Blizzard Dolley closes roads, leaves dozens stranded in northeast N.D.A strong winter storm crashed through the Red River Valley early Monday, causing many schools and businesses to close and officials to shut down roads and issue no-travel advisories for much of the area.
By: Brandi Jewett, Grand Forks Herald
Travelers stranded in Grand Forks took refuge in the Alerus Center Monday after area hotels sold out of rooms following a winter storm that closed roads, schools and businesses.
At about 8:30 p.m., city staff and Red Cross volunteers were preparing to shelter about 40 people from the Presidents Day blizzard, according to city spokesman Kevin Dean.
“It’s fairly basic,” he said. “But it’ll keep people from having to sleep in their cars.”
The blizzard, named Dolley by the Herald in honor of first lady Dolley Madison, brought up to 9.5 inches of snow and wind gusts up to 57 mph in some areas and caused treacherous travel conditions.
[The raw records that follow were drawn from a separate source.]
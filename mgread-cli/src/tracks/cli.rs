use clap::{Arg, Command, value_parser};

use crate::common::source_args;

pub const BIGBED_CMD: &str = "bigbed";
pub const BIGWIG_CMD: &str = "bigwig";

pub const TRACK_CHROMS: &str = "chroms";
pub const TRACK_HEADER: &str = "header";
pub const TRACK_RANGE: &str = "range";

fn create_track_cli(name: &'static str, about: &'static str, default_format: &'static str) -> Command {
    Command::new(name)
        .author("mgread")
        .about(about)
        .subcommand_required(true)
        .arg_required_else_help(true)
        .subcommand(
            Command::new(TRACK_CHROMS)
                .about("List chromosome names and lengths")
                .args(source_args()),
        )
        .subcommand(
            Command::new(TRACK_HEADER)
                .about("Print the file header")
                .args(source_args()),
        )
        .subcommand(
            Command::new(TRACK_RANGE)
                .about("Print the entries overlapping a range")
                .args(source_args())
                .arg(Arg::new("chrom").long("chrom").short('c').required(true))
                .arg(
                    Arg::new("start")
                        .long("start")
                        .short('s')
                        .required(true)
                        .value_parser(value_parser!(u32)),
                )
                .arg(
                    Arg::new("end")
                        .long("end")
                        .short('e')
                        .required(true)
                        .value_parser(value_parser!(u32)),
                )
                .arg(
                    Arg::new("format")
                        .long("format")
                        .default_value(default_format)
                        .help("Text lines, or 'list' for JSON rows"),
                ),
        )
}

pub fn create_bigbed_cli() -> Command {
    create_track_cli(BIGBED_CMD, "Read BigBed interval files", "bed")
}

pub fn create_bigwig_cli() -> Command {
    create_track_cli(BIGWIG_CMD, "Read BigWig signal files", "wig")
}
The North Dakota Department of Transportation and the Highway Patrol closed Interstate 29 from Grand Forks to the Canadian border at about 10 a.m. and kept it closed into the night. Minnesota officials closed U.S. Highway 2 from North Dakota east to Crookston.
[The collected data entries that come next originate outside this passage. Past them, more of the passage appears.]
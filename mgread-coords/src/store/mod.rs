//! Backing store boundary.
//!
//! The reader never touches the container format directly. Everything goes
//! through [`CoordStore`]: group listing, attribute lookup and range-sliced
//! reads of named arrays. Paths are `/`-separated and relative to the root,
//! e.g. `1000/meta/model_params/3`.

use std::collections::BTreeMap;
use std::fmt::{self, Display};
use std::ops::Range;
use std::path::Path;

use ndarray::{Array2, Array3};
use serde::{Deserialize, Serialize};

use mgread_core::utils::{FileType, get_file_type};
use mgread_core::{ReaderError, Result};

#[cfg(feature = "hdf5")]
pub mod h5;
pub mod memory;
pub mod snapshot;

#[cfg(feature = "hdf5")]
pub use self::h5::Hdf5Store;
pub use self::memory::MemoryStore;
pub use self::snapshot::SnapshotStore;

///
/// A scalar attribute value.
///
#[derive(Debug, Clone, PartialEq, Serialize, Deserialize)]
pub enum AttrValue {
    Int(i64),
    Float(f64),
    Text(String),
}

impl AttrValue {
    pub fn as_int(&self) -> Option<i64> {
        match self {
            AttrValue::Int(v) => Some(*v),
            _ => None,
        }
    }

    pub fn as_text(&self) -> Option<&str> {
        match self {
            AttrValue::Text(s) => Some(s),
            _ => None,
        }
    }
}

impl Display for AttrValue {
    fn fmt(&self, f: &mut fmt::Formatter<'_>) -> fmt::Result {
        match self {
            AttrValue::Int(v) => write!(f, "{}", v),
            AttrValue::Float(v) => write!(f, "{}", v),
            AttrValue::Text(s) => write!(f, "{}", s),
        }
    }
}

impl From<i64> for AttrValue {
    fn from(value: i64) -> Self {
        AttrValue::Int(value)
    }
}

impl From<&str> for AttrValue {
    fn from(value: &str) -> Self {
        AttrValue::Text(value.to_string())
    }
}

impl From<String> for AttrValue {
    fn from(value: String) -> Self {
        AttrValue::Text(value)
    }
}

pub type Attributes = BTreeMap<String, AttrValue>;

///
/// Read-only access to a hierarchical array container.
///
pub trait CoordStore {
    ///
    /// Names of the members (groups or datasets) of a group. An empty path
    /// is the root.
    ///
    fn list_groups(&self, path: &str) -> Result<Vec<String>>;

    ///
    /// Whether a group or dataset exists at `path`.
    ///
    fn has_group(&self, path: &str) -> Result<bool>;

    ///
    /// All scalar attributes attached to the object at `path`.
    ///
    fn attributes(&self, path: &str) -> Result<Attributes>;

    /// Shape of the dataset at `path`.
    fn shape(&self, path: &str) -> Result<Vec<usize>>;

    ///
    /// Read a full 2D integer table.
    ///
    fn read_table(&self, path: &str) -> Result<Array2<i64>>;

    ///
    /// Read a full 1D integer dataset.
    ///
    fn read_ids(&self, path: &str) -> Result<Vec<i64>>;

    ///
    /// Read rows `rows` of a 3D integer array, all columns and all
    /// coordinates.
    ///
    fn read_slice(&self, path: &str, rows: Range<usize>) -> Result<Array3<i32>>;
}

///
/// Open a store from disk, picking the adapter from the file extension.
///
/// # Arguments
/// - path: `.h5`/`.hdf5` (needs the `hdf5` feature) or a `.coords` snapshot
pub fn open_store<P: AsRef<Path>>(path: P) -> Result<Box<dyn CoordStore>> {
    let path = path.as_ref();
    if !path.is_file() {
        return Err(ReaderError::NotFound(format!(
            "store file {}",
            path.display()
        )));
    }

    match get_file_type(path) {
        FileType::Snapshot => Ok(Box::new(SnapshotStore::open(path)?)),
        #[cfg(feature = "hdf5")]
        FileType::Hdf5 => Ok(Box::new(Hdf5Store::open(path)?)),
        #[cfg(not(feature = "hdf5"))]
        FileType::Hdf5 => Err(ReaderError::BackingStore(format!(
            "HDF5 support is not enabled, cannot open {}",
            path.display()
        ))),
        _ => Err(ReaderError::BackingStore(format!(
            "unsupported store format: {}",
            path.display()
        ))),
    }
}

/// Strip leading and trailing separators so `"/1000/"` and `"1000"` agree.
pub(crate) fn normalize(path: &str) -> &str {
    path.trim_matches('/')
}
“These were the strongest winds we’ve seen in quite a while,” said Vince Godon, a meteorologist with the Grand Forks National Weather Service office.
Much of the Red River Valley was in a no-travel advisory, while other areas were included in weather alerts. The Grand Forks area was in a no-travel advisory from early Monday, and local officials took it a step further, calling for no travel within the city limits.
Emergency personnel spent Sunday and Monday responding to accidents, vehicles in ditches and people stranded in their vehicles. At least two fatal accidents were reported during the storm. A four-vehicle accident killed two people and injured another Monday on Interstate 94 near Barnesville, Minn.
Another man, Dennis Lee Johnson of Cedar, Minn., was killed when his vehicle struck a semitrailer and entered the median Sunday on Interstate 29 near Hillsboro, N.D.
Dozens of cars were stranded Monday both in Grand Forks and on surrounding roads. Emergency workers helped move stranded drivers to truck stops or into nearby businesses to get them out of the cold.
Grand Forks Sheriff’s Office Deputy Bill Lewis says he found 11 cars in the ditch during his morning shift, and he expected that other law enforcement officers saw similar numbers while out on patrol.
“Most of the time, the cars were empty, and the people had already been picked up,” he said.
Blowing snow reduced visibility in the area to near zero.
“Normally, conditions are worse in rural areas,” Godon said. “With this (storm), conditions in town were bad, too.”
Snowplows were pulled from the roads and did not resume operating in Grand Forks until about 2 p.m., according to Grand Forks Police. Authorities said the plows started clearing major streets, but may not make it to some residential areas until this morning.
By 4 p.m., 4.2 inches of snow had fallen in the past 24 hours in Grand Forks, Godon said. Winds were pegged at 35 mph, with gusts up to 51 mph. Wind chills were 27 degrees below zero at about 6 p.m.
The Baudette, Minn., area recorded the most snow at 9.5 inches. Warroad, Minn., was next with 6 inches, and Park River, N.D., followed with 5.5 inches.
A blizzard warning continued until 6 p.m. for northeast North Dakota and the Red River Valley counties in northwest Minnesota, according to the weather service. The warning was downgraded to a winter weather advisory. “We’re still expecting some blowing snow, but visibility won’t be quite as bad,” Godon said about Monday evening.
Godon said he didn’t expect any overnight snow, but wind chills are forecast to drop to dangerous levels.
Area hotels filled up in the wake of Blizzard Dolley.
Katie Hanson, front desk supervisor at Canad Inns, said the hotel is full of stranded guests.
“We’ve actually had to turn a lot of people away,” she said. “A lot of hotels are sold out, and we’re redirecting people to ones we know have open rooms.”
Hanson estimated the majority of the guests were from Canada and were unable to return home because of the closed interstate.
The storm also affected air travel. Several flights in and out of the Grand Forks airport were either canceled or delayed because of the weather.
Patrick Dame, executive director, said the facility’s main runway was closed for two hours because conditions were too unsafe for employees to work on clearing it.
“The snow is blowing so hard nothing stays in any one spot,” Dame said.
The weather service recorded a wind gust of 51 mph at the airport at 5 a.m. Monday.
As of 2 p.m., all paved surfaces at the airport had been cleared and evening flights still were listed as on time, but Dame said they were waiting to see if visibility would improve.
Hector International Airport in Fargo also was reporting canceled or delayed flights because of the weather.
Managing Editor Matt Cory contributed to this report.